Lets now upload the Vegetation classification layer NVIS from EcoCommons.

NVIS1 <- raster("raw_data/nvis-2020-90m_aus6_0e_mvg_amvg.tif")

Each grid cell value should correspond to one of these categories.

freq(NVIS1)
freq(NVIS1,value=44)

Habitat of frog - it is hard to see one of these classes being super helpful, class 44 freshwater did not return anything. If we did use it we need to be careful changing the resolution because these are categorical variables (use nearest neighbor when changing resolution).

Random useful tidbit: A handy function to clip points to a polygon

clipped_points <- spatial_point_file[polygon_file, ]

to get a wetland file. The steps below might not work, alternatively load wet_cov.asc file from the scripts folder

These steps take too long to run here, so we supply the wetland layer, steps are below download an Australia wetland shapefile from here, select 1 0.1 degree grid that covers Australia, read in Wetland polygones

wetland <- st_read("SurfaceHydrologyPolygonsNational.gdb")

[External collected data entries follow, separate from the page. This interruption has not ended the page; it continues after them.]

//! Pending-decision workflow.
//!
//! - **Ports** (`ports.rs`): repository and publisher traits the use cases depend on
//! - **Pending** (`pending.rs`): the request shape and parked decisions
//! - **Outcome** (`outcome.rs`): typed failures and the `{ok, ...}` response envelope
//! - **Service** (`service.rs`): the use cases themselves

pub mod outcome;
pub mod pending;
pub mod ports;
pub mod service;

pub use outcome::{Response, UseCaseFailure};
pub use pending::{AppointmentRequest, PendingDecision};
pub use ports::{
    AppointmentFilter, AppointmentRepository, EventPublisher, PendingDecisionRepository, StoreError,
};
pub use service::{RequestOutcome, Rescheduling, SchedulingWorkflow};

then turn polygons into raster. The argument getCover in the rasterize function calculates the area of each cell covered by wetland

wet_cov <- rasterize(wetland,Point1_degree_grid,getCover=TRUE)

for this variable it would have made more sense to source a polygon layer of freshwater only wetland. Here we are simply going to download the wet_cov.asc:

wet_cov <- raster("https://drive.google.com/file/d/1mUWoc7f8nuSw4cmdwsxiWwt5gdXVohOb/view?usp=sharing")
wetland1 <- raster('raw_data/wet_cov.asc')
crs(wetland1) <- "+proj=longlat +datum=WGS84 +no_defs"
wetland2  <- projectRaster(wetland1,base)
wetland3 <- mask(wetland2,base)
plot(wetland3)

Here we use the focal function (a neighborhood function) to transform each grid cell value to the sum of the central cell and all cells 5 cells away surrounding that central cell this is a surrogate of connectivity, isolated wetlands will have lower values.

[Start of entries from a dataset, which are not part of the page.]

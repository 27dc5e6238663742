use crate::decision::DecisionWeight;
use crate::domain::{AppointmentState, PriorityLevel, TimestampUtc};
use clap::{Parser, Subcommand};
use std::path::PathBuf;

#[derive(Debug, Parser)]
#[command(name = "triage")]
#[command(about = "Appointment triage with human review of risky decisions")]
#[command(version)]
pub struct Cli {
    /// YAML configuration file (defaults to the embedded triage.yaml)
    #[arg(long, global = true)]
    pub config: Option<PathBuf>,

    /// Storage root (overrides config and TRIAGE_HOME)
    #[arg(long, global = true)]
    pub data_dir: Option<PathBuf>,

    #[command(subcommand)]
    pub command: Command,
}

/// Inputs of a priority decision.
#[derive(Debug, Clone, clap::Args)]
pub struct TriageInputs {
    /// Free-text reason for the visit
    #[arg(long)]
    pub reason: String,

    /// Patient age in years
    #[arg(long, allow_negative_numbers = true)]
    pub age: f64,

    /// Days the patient has already waited
    #[arg(long, allow_negative_numbers = true)]
    pub wait_days: f64,

    /// low, medium or high (defaults to the configured weight)
    #[arg(long)]
    pub weight: Option<DecisionWeight>,
}

#[derive(Debug, Subcommand)]
pub enum Command {
    /// Run the decision engine without storing anything
    Evaluate {
        #[command(flatten)]
        inputs: TriageInputs,
    },

    /// Request an appointment; it is created now or parked for review
    Request {
        /// Request id, also the id of the resulting appointment (default: random)
        #[arg(long)]
        id: Option<String>,

        #[arg(long)]
        patient: String,

        #[arg(long)]
        specialty: String,

        /// Appointment time, RFC 3339
        #[arg(long, value_parser = parse_timestamp)]
        at: TimestampUtc,

        #[command(flatten)]
        inputs: TriageInputs,
    },

    /// Approve a pending decision
    Approve { pending_id: String },

    /// Reject a pending decision
    Reject {
        pending_id: String,

        /// Reviewer name
        #[arg(long)]
        by: String,

        #[arg(long)]
        reason: String,
    },

    /// Close a confirmed appointment and open a new one at another time
    Reschedule {
        id: String,

        /// New appointment time, RFC 3339
        #[arg(long, value_parser = parse_timestamp)]
        at: TimestampUtc,

        /// Id for the new appointment (default: random)
        #[arg(long)]
        successor: Option<String>,
    },

    /// Move an appointment to another state
    Transition {
        id: String,

        /// requested, confirmed, rescheduled, cancelled, attended or no_show
        #[arg(long)]
        to: AppointmentState,
    },

    /// Cancel an appointment
    Cancel { id: String },

    /// Replace the priority of an appointment
    OverridePriority {
        id: String,

        #[arg(long)]
        priority: PriorityLevel,

        #[arg(long)]
        justification: String,

        /// Reviewer name
        #[arg(long)]
        by: String,
    },

    /// List appointments
    List {
        #[arg(long)]
        patient: Option<String>,

        #[arg(long)]
        state: Option<AppointmentState>,
    },

    /// List pending decisions
    Pending,

    /// Rebuild an appointment from the event log
    History { id: String },
}

impl Command {
    /// Name used in logs.
    pub fn name(&self) -> &'static str {
        match self {
            Command::Evaluate { .. } => "evaluate",
            Command::Request { .. } => "request",
            Command::Approve { .. } => "approve",
            Command::Reject { .. } => "reject",
            Command::Reschedule { .. } => "reschedule",
            Command::Transition { .. } => "transition",
            Command::Cancel { .. } => "cancel",
            Command::OverridePriority { .. } => "override-priority",
            Command::List { .. } => "list",
            Command::Pending => "pending",
            Command::History { .. } => "history",
        }
    }
}

fn parse_timestamp(s: &str) -> Result<TimestampUtc, String> {
    TimestampUtc::parse_rfc3339(s).map_err(|e| e.to_string())
}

wetland_connectivity <- focal(wetland3, w=matrix(1, nrow=11, ncol=11),fun=sum,na.rm=TRUE)
plot(wetland_connectivity)

Write rasters if needed:

writeRaster(wetland_connectivity,
            "predictors/wetland_connectivity.asc")
writeRaster(wetland_connectivity,
            "predictors_future/wetland_connectivity.asc")

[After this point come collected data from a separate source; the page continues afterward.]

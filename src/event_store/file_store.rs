//! File-based event log.
//!
//! Stores published events as JSONL (one JSON object per line):
//! - Per-appointment sequence numbers assigned under an exclusive file lock
//! - At most one `Requested` per appointment; a second one is refused as
//!   `StoreError::AlreadyExists`
//! - Event type and version recorded from `cqrs_es::DomainEvent` and checked on load
//! - Appends flushed and synced before `publish` returns

use crate::domain::types::TimestampUtc;
use crate::domain::{Appointment, AppointmentEvent};
use crate::workflow::ports::{EventPublisher, StoreError};
use async_trait::async_trait;
use cqrs_es::DomainEvent;
use fs2::FileExt;
use serde::{Deserialize, Serialize};
use std::collections::HashMap;
use std::fs::{File, OpenOptions};
use std::io::{BufRead, BufReader, ErrorKind, Seek, SeekFrom, Write};
use std::path::PathBuf;

/// A stored event record in the event log.
#[derive(Debug, Clone, PartialEq, Serialize, Deserialize)]
pub struct StoredEvent {
    pub aggregate_id: String,
    pub sequence: u64,
    pub recorded_at: TimestampUtc,
    pub event_type: String,
    pub event_version: String,
    pub event: AppointmentEvent,
    #[serde(default)]
    pub metadata: HashMap<String, String>,
}

/// Append-only JSONL event log.
#[derive(Debug, Clone)]
pub struct FileEventLog {
    /// Path to the JSONL event log file.
    pub log_path: PathBuf,
    /// Copied into every stored event.
    pub metadata: HashMap<String, String>,
}

impl FileEventLog {
    pub fn new(log_path: PathBuf) -> Self {
        Self {
            log_path,
            metadata: HashMap::new(),
        }
    }

    pub fn with_metadata(mut self, key: &str, value: &str) -> Self {
        self.metadata.insert(key.to_string(), value.to_string());
        self
    }

    /// Events recorded for one appointment, in sequence order.
    pub fn load_events(&self, aggregate_id: &str) -> Result<Vec<StoredEvent>, StoreError> {
        Ok(self
            .load_all()?
            .into_iter()
            .filter(|stored| stored.aggregate_id == aggregate_id)
            .collect())
    }

    /// Every recorded event, in file order.
    pub fn load_all(&self) -> Result<Vec<StoredEvent>, StoreError> {
        let file = match File::open(&self.log_path) {
            Ok(f) => f,
            Err(e) if e.kind() == ErrorKind::NotFound => return Ok(Vec::new()),
            Err(e) => return Err(e.into()),
        };
        FileExt::lock_shared(&file)?;

        let mut events = Vec::new();
        for line in BufReader::new(file).lines() {
            let line = line?;
            if line.trim().is_empty() {
                continue;
            }
            let stored: StoredEvent = serde_json::from_str(&line)?;
            if stored.event_type != stored.event.event_type()
                || stored.event_version != stored.event.event_version()
            {
                return Err(StoreError::Corrupt {
                    message: format!(
                        "event {}#{} has mismatched type/version ({} v{})",
                        stored.aggregate_id,
                        stored.sequence,
                        stored.event_type,
                        stored.event_version
                    ),
                });
            }
            events.push(stored);
        }
        Ok(events)
    }

    /// Rebuilds an appointment from its recorded events. Rejections recorded
    /// before the appointment was opened are skipped. `None` when no
    /// appointment was ever opened under this id.
    pub fn replay(&self, aggregate_id: &str) -> Result<Option<Appointment>, StoreError> {
        let events: Vec<AppointmentEvent> = self
            .load_events(aggregate_id)?
            .into_iter()
            .map(|stored| stored.event)
            .skip_while(|event| matches!(event, AppointmentEvent::DecisionRejected { .. }))
            .collect();
        if events.is_empty() {
            return Ok(None);
        }
        Appointment::replay(&events)
            .map(Some)
            .map_err(|e| StoreError::Corrupt {
                message: format!("cannot replay {}: {}", aggregate_id, e),
            })
    }

    fn append(&self, event: &AppointmentEvent) -> Result<StoredEvent, StoreError> {
        if let Some(parent) = self.log_path.parent() {
            std::fs::create_dir_all(parent)?;
        }

        let mut file = OpenOptions::new()
            .create(true)
            .read(true)
            .append(true)
            .open(&self.log_path)?;
        FileExt::lock_exclusive(&file)?;

        let aggregate_id = event.appointment_id().to_string();
        let stream = read_stream(&file, &aggregate_id)?;
        if stream.opened && matches!(event, AppointmentEvent::Requested { .. }) {
            return Err(StoreError::AlreadyExists { id: aggregate_id });
        }

        let record = StoredEvent {
            sequence: stream.last_sequence + 1,
            aggregate_id,
            recorded_at: TimestampUtc::now(),
            event_type: event.event_type(),
            event_version: event.event_version(),
            event: event.clone(),
            metadata: self.metadata.clone(),
        };

        let line = serde_json::to_string(&record)?;
        writeln!(file, "{}", line)?;
        file.flush()?;
        file.sync_all()?;
        Ok(record)
    }
}

#[async_trait]
impl EventPublisher for FileEventLog {
    async fn publish(&self, event: &AppointmentEvent) -> Result<(), StoreError> {
        let record = self.append(event)?;
        tracing::debug!(
            "Recorded {} #{} for {}",
            record.event_type,
            record.sequence,
            record.aggregate_id
        );
        Ok(())
    }
}

/// What the log already holds for one aggregate.
#[derive(Debug, Default)]
struct StreamState {
    last_sequence: u64,
    opened: bool,
}

/// Scan the log file for an aggregate's last sequence number and whether its
/// `Requested` event is already recorded.
fn read_stream(file: &File, aggregate_id: &str) -> Result<StreamState, StoreError> {
    let mut reader = BufReader::new(file.try_clone()?);
    reader.seek(SeekFrom::Start(0))?;

    let mut state = StreamState::default();
    for line in reader.lines() {
        let line = line?;
        if line.trim().is_empty() {
            continue;
        }
        let stored: StoredEvent = serde_json::from_str(&line)?;
        if stored.aggregate_id == aggregate_id {
            state.last_sequence = stored.sequence;
            state.opened |= matches!(stored.event, AppointmentEvent::Requested { .. });
        }
    }
    Ok(state)
}

#[cfg(test)]
#[path = "tests/file_store_tests.rs"]
mod tests;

Data comes in many formats, and uploading often requires different mehtods NetSDF files are increasingly common, below is a sript to bring in that file type

First we load days of maximum temperature data with that subset of data having the varname=“tmax”

require(sf)
require(ncdf4)
require(rasterVis)
require(raster)

MXtemp <- brick("Terraclim_EY_NSW.nc", 
                varname="tmax") #this NetCDF file includes many 
MXtemp_mean <- mean(MXtemp) #if we just want one layer which is the mean of those daily totals

Days of maximum temperature data with that subset of data having the varname="tmax".

We will now download a vegetation greenness index from EcoCommons.

EVI1 <- raster("https://api.data-ingester.app.ecocommons.org.au/api/data/34ab5ea6-650f-503f-9446-88d0ae9effe1/download/ndlc-2004-250m_trend-evi-mean.tif")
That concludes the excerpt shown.